Il governo nazionale ha dimenticato parecchie cose sugli O.S.S. che sono stati con coraggio a contatto diretto con i pazienti covid. Sono stati quelli che hanno messo di più la loro vita a rischio perché hanno passato ore ed ore accanto i pazienti sostituendosi ai loro bisogni primari. Sono stati anche quelli che hanno lavorato come volontari della Protezione Civile ed oggi sono stati scartati dalla guerra in trincea. Non sono serviti più e non sono stati più considerati. Di contro si istituiscono tavoli tecnici per questo “super” che di un giuridico riconoscimento non ha nulla. Concentrando la nostra attenzione a tutta la categoria focalizziamo tanti perché e tante risposte rimaste irrisolte e non ascoltate. Eppure le istituzioni sanno che i l personale sanitario è altamente insufficiente, che hanno bisogno di risorse.
Uomini e donne impegnati in prima linea. Una figura che è stata reclutata ovunque, in una guerra che li ha visti protagonisti nelle carceri dove il loro contributo è stato meraviglioso. Un supporto esemplare che li ha impegnati con i detenuti ma questo pochi lo dicono. Ebbene se gli O.S.S. sono una categoria in piena evoluzione, e lo dimostra il fatto che sono presenti anche nei contesti sociali, non abbasseremo la guardia e adesso riaccendiamo i riflettori su quella che potrebbe essere una formazione avanzata per la categoria dopo la proposta di un riconoscimento giuridico che teniamo pronta non appena il Governo nazionale si stabilizzerà dalla crisi. Il rapporto sociale e umano è la base della alta formazione perché ne mette in risalto i principi morali e deontologici che non vengono mai evidenziati da nessuno soprattutto da chi millanta aspettative discontinue alla categoria e distoglie lo sguardo dai pazienti che non possono fare a meno della stessa e la cui cultura della competizione alimenta la netta spaccatura senza riuscire a costruire nulla.
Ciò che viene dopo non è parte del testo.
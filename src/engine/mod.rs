mod availability;
mod conflict;
mod error;
mod mutations;
mod queries;
mod recurrence;
mod store;
mod validate;

pub use availability::generate_slots;
pub use error::{EngineError, ValidationFailure};
pub use mutations::{NewBooking, NewPolicy, PolicyChanges, RoomChanges};
pub use recurrence::{build_occurrences, normalize_weekdays, NewRecurringReservation};
pub use store::Store;
pub use validate::{daily_end, is_duration_valid, is_within_working_hours, local_span};

use std::io;
use std::ops::{Deref, DerefMut};
use std::path::PathBuf;
use std::sync::Arc;
use std::time::Duration;

use tokio::sync::{mpsc, oneshot, OwnedRwLockReadGuard, OwnedRwLockWriteGuard, RwLock};
use tracing::{debug, warn};
use ulid::Ulid;

use crate::calendar::Calendar;
use crate::clock::Clock;
use crate::model::*;
use crate::observability;
use crate::wal::Wal;

pub type SharedRoomState = Arc<RwLock<RoomState>>;

pub const DEFAULT_LOCK_TIMEOUT: Duration = Duration::from_secs(5);

// ── Group-commit WAL channel ─────────────────────────────

pub(super) enum WalCommand {
    Append {
        event: Event,
        response: oneshot::Sender<io::Result<()>>,
    },
    Compact {
        events: Vec<Event>,
        response: oneshot::Sender<io::Result<()>>,
    },
    AppendsSinceCompact {
        response: oneshot::Sender<u64>,
    },
}

type PendingAppend = (Event, oneshot::Sender<io::Result<()>>);

/// Owns the WAL. Appends that are already queued when the first one arrives
/// are written together and share a single fsync.
async fn wal_writer_loop(mut wal: Wal, mut rx: mpsc::Receiver<WalCommand>) {
    while let Some(cmd) = rx.recv().await {
        let WalCommand::Append { event, response } = cmd else {
            handle_non_append(&mut wal, cmd);
            continue;
        };
        let mut batch = vec![(event, response)];
        let mut deferred = None;
        loop {
            match rx.try_recv() {
                Ok(WalCommand::Append { event, response }) => batch.push((event, response)),
                Ok(other) => {
                    deferred = Some(other);
                    break;
                }
                Err(_) => break,
            }
        }
        commit_batch(&mut wal, batch);
        if let Some(other) = deferred {
            handle_non_append(&mut wal, other);
        }
    }
    debug!("WAL writer stopped");
}

fn commit_batch(wal: &mut Wal, batch: Vec<PendingAppend>) {
    metrics::histogram!(observability::WAL_FLUSH_BATCH_SIZE).record(batch.len() as f64);
    let flush_start = std::time::Instant::now();

    let mut result = Ok(());
    for (event, _) in &batch {
        if let Err(e) = wal.append_buffered(event) {
            result = Err(e);
            break;
        }
    }
    // Flush even after a failed append so the next batch starts clean.
    let flushed = wal.flush_sync();
    if result.is_ok() {
        result = flushed;
    }

    metrics::histogram!(observability::WAL_FLUSH_DURATION_SECONDS)
        .record(flush_start.elapsed().as_secs_f64());
    if let Err(e) = &result {
        warn!("WAL flush failed for {} events: {e}", batch.len());
    }
    for (_, tx) in batch {
        let r = match &result {
            Ok(()) => Ok(()),
            Err(e) => Err(io::Error::new(e.kind(), e.to_string())),
        };
        let _ = tx.send(r);
    }
}

fn handle_non_append(wal: &mut Wal, cmd: WalCommand) {
    match cmd {
        WalCommand::Compact { events, response } => {
            let result = Wal::write_compact_file(wal.path(), &events)
                .and_then(|()| wal.swap_compact_file());
            let _ = response.send(result);
        }
        WalCommand::AppendsSinceCompact { response } => {
            let _ = response.send(wal.appends_since_compact());
        }
        WalCommand::Append { .. } => {}
    }
}

/// A write transaction on one room: the room's write lock plus a share of
/// the commit gate. Dropping it ends the transaction.
pub(super) struct RoomTxn {
    guard: OwnedRwLockWriteGuard<RoomState>,
    _commit: OwnedRwLockReadGuard<()>,
}

impl Deref for RoomTxn {
    type Target = RoomState;

    fn deref(&self) -> &RoomState {
        &self.guard
    }
}

impl DerefMut for RoomTxn {
    fn deref_mut(&mut self) -> &mut RoomState {
        &mut self.guard
    }
}

/// Availability and conflict engine over an event-sourced, per-room store.
pub struct Engine {
    pub(super) store: Store,
    pub(super) wal_tx: mpsc::Sender<WalCommand>,
    pub(super) calendar: Calendar,
    pub(super) clock: Arc<dyn Clock>,
    pub(super) lock_timeout: Duration,
    /// Writers hold it shared from lock acquisition to apply; compaction
    /// takes it exclusively so memory and log agree while it snapshots.
    pub(super) commit_gate: Arc<RwLock<()>>,
}

impl Engine {
    /// Replay the WAL at `wal_path` and start the group-commit writer.
    /// Must be called inside a tokio runtime.
    pub fn new(wal_path: PathBuf, calendar: Calendar, clock: Arc<dyn Clock>) -> io::Result<Self> {
        let events = Wal::replay(&wal_path)?;
        let wal = Wal::open(&wal_path)?;
        let (wal_tx, wal_rx) = mpsc::channel(4096);
        tokio::spawn(wal_writer_loop(wal, wal_rx));

        let engine = Self {
            store: Store::new(),
            wal_tx,
            calendar,
            clock,
            lock_timeout: DEFAULT_LOCK_TIMEOUT,
            commit_gate: Arc::new(RwLock::new(())),
        };

        // Sole owner of every lock during replay, so try_write never fails.
        for event in &events {
            match event {
                Event::RoomCreated { room } => {
                    engine
                        .store
                        .insert_room(room.id, Arc::new(RwLock::new(RoomState::new(room.clone()))));
                }
                other => {
                    let Some(rs) = engine.store.get_room(&other.room_id()) else {
                        warn!("replay: event for unknown room {}", other.room_id());
                        continue;
                    };
                    match rs.try_write() {
                        Ok(mut guard) => engine.store.apply_event(&mut guard, other),
                        Err(_) => warn!("replay: room {} unexpectedly locked", other.room_id()),
                    }
                }
            }
        }
        debug!("replayed {} events into {} rooms", events.len(), engine.store.room_count());

        Ok(engine)
    }

    pub fn with_lock_timeout(mut self, timeout: Duration) -> Self {
        self.lock_timeout = timeout;
        self
    }

    pub fn calendar(&self) -> &Calendar {
        &self.calendar
    }

    pub fn now_ms(&self) -> Ms {
        self.clock.now_ms()
    }

    /// Write event to WAL via the background group-commit writer.
    pub(super) async fn wal_append(&self, event: &Event) -> Result<(), EngineError> {
        let (tx, rx) = oneshot::channel();
        self.wal_tx
            .send(WalCommand::Append {
                event: event.clone(),
                response: tx,
            })
            .await
            .map_err(|_| EngineError::WalError("WAL writer shut down".into()))?;
        rx.await
            .map_err(|_| EngineError::WalError("WAL writer dropped response".into()))?
            .map_err(|e| EngineError::WalError(e.to_string()))
    }

    /// Commit: WAL first, memory second. A failed append leaves memory untouched.
    pub(super) async fn persist_and_apply(
        &self,
        txn: &mut RoomTxn,
        event: &Event,
    ) -> Result<(), EngineError> {
        self.wal_append(event).await?;
        self.store.apply_event(txn, event);
        Ok(())
    }

    /// Commit an event that introduces `id`. The id is claimed before the
    /// append so concurrent creates with the same id cannot both succeed; a
    /// failed append releases it.
    pub(super) async fn persist_new_entity(
        &self,
        txn: &mut RoomTxn,
        id: Ulid,
        event: &Event,
    ) -> Result<(), EngineError> {
        if !self.store.claim_entity(id, txn.room.id) {
            return Err(EngineError::AlreadyExists(id));
        }
        if let Err(e) = self.persist_and_apply(txn, event).await {
            self.store.release_entity(&id);
            return Err(e);
        }
        Ok(())
    }

    pub(super) fn shared_room(&self, room_id: Ulid) -> Result<SharedRoomState, EngineError> {
        self.store.get_room(&room_id).ok_or(EngineError::NotFound(room_id))
    }

    /// Begin a write transaction on a room, waiting at most `lock_timeout`.
    pub(super) async fn lock_room(&self, room_id: Ulid) -> Result<RoomTxn, EngineError> {
        let rs = self.shared_room(room_id)?;
        let gate = self.commit_gate.clone();
        let acquire = async move {
            let commit = gate.read_owned().await;
            let guard = rs.write_owned().await;
            RoomTxn {
                guard,
                _commit: commit,
            }
        };
        tokio::time::timeout(self.lock_timeout, acquire)
            .await
            .map_err(|_| self.lock_timed_out(room_id))
    }

    pub(super) async fn read_room(
        &self,
        room_id: Ulid,
    ) -> Result<OwnedRwLockReadGuard<RoomState>, EngineError> {
        let rs = self.shared_room(room_id)?;
        tokio::time::timeout(self.lock_timeout, rs.read_owned())
            .await
            .map_err(|_| self.lock_timed_out(room_id))
    }

    /// Lookup entity → room, then begin a write transaction on that room.
    pub(super) async fn lock_entity_room(&self, entity_id: Ulid) -> Result<RoomTxn, EngineError> {
        let room_id = self
            .store
            .room_for_entity(&entity_id)
            .ok_or(EngineError::NotFound(entity_id))?;
        self.lock_room(room_id).await
    }

    fn lock_timed_out(&self, room_id: Ulid) -> EngineError {
        metrics::counter!(observability::LOCK_TIMEOUTS_TOTAL).increment(1);
        warn!("lock wait on room {room_id} exceeded {:?}", self.lock_timeout);
        EngineError::LockTimeout(room_id)
    }
}

/// Random alphanumeric token taken from the entropy part of fresh ULIDs.
pub(super) fn share_token(len: usize) -> String {
    let mut token = String::with_capacity(len);
    while token.len() < len {
        let encoded = Ulid::new().to_string();
        token.push_str(&encoded[10..]);
    }
    token.truncate(len);
    token
}
use async_trait::async_trait;
use pgwire::api::auth::{AuthSource, LoginInfo, Password};
use pgwire::error::PgWireResult;

/// Single shared password for every login; the user name is not checked.
#[derive(Debug)]
pub struct RoomslotAuthSource {
    password: String,
}

impl RoomslotAuthSource {
    pub fn new(password: String) -> Self {
        Self { password }
    }
}

#[async_trait]
impl AuthSource for RoomslotAuthSource {
    async fn get_password(&self, login: &LoginInfo) -> PgWireResult<Password> {
        tracing::debug!("login attempt from user {:?}", login.user());
        Ok(Password::new(None, self.password.as_bytes().to_vec()))
    }
}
La gestione sanitaria non va fatta solo del covid19 ma deve tenere conto di tutti gli aspetti sanitari, politici, economici e costituzionali. Riteniamo opportuna e fondamentale la necessità della trasparenza della legittimità e della equità dei processi decisionali correlati alla figura dell’operatore socio sanitario che concentrano la loro maggiore forza sul valore dei pazienti e delle loro realtà. Occorre una crescita che punti il suo focus sul lavoro così come cita la nostra Costituzione Italiana. Gli O.S.S. – dichiara la Presidente – hanno portato avanti, in silenzio, il loro lavoro.
Affannati da turni massacranti, stremati dalle forze, dal troppo caldo, privi di un aiuto morale che hanno dovuto trovare da soli, tra una vestizione ed una svestizione degli scafandri bianchi che indicano purezza. Non è stato facile trasmettere serenità e dolcezza ai pazienti. In silenzio hanno saputo affrontare quello che molti non sanno. Dal rischio della vita alle aggressioni. Dalla stanchezza fisica al rischio di non poter tornare a casa dopo una notte in bianco e doppi turni sulle spalle. Quanti ancora riescono a criticare quello che hanno fatto i sanitari non potranno mai capire come si lavora nelle aziende sanitarie per salvare una vita. E nessuno sa come si è lavorato nelle carceri con la paura di essere aggrediti. Occorre considerare adesso la figura come quella figura strategica che possa entrare nel circuito delle professioni riconosciute ed evidenziarne anche un futuro più lungimirante. Occorre fermezza nel difendere la categoria perché la stessa adesso ha veramente bisogno di un punto fermo e che sia per tutti e questo si può ottenere solo andando controvento.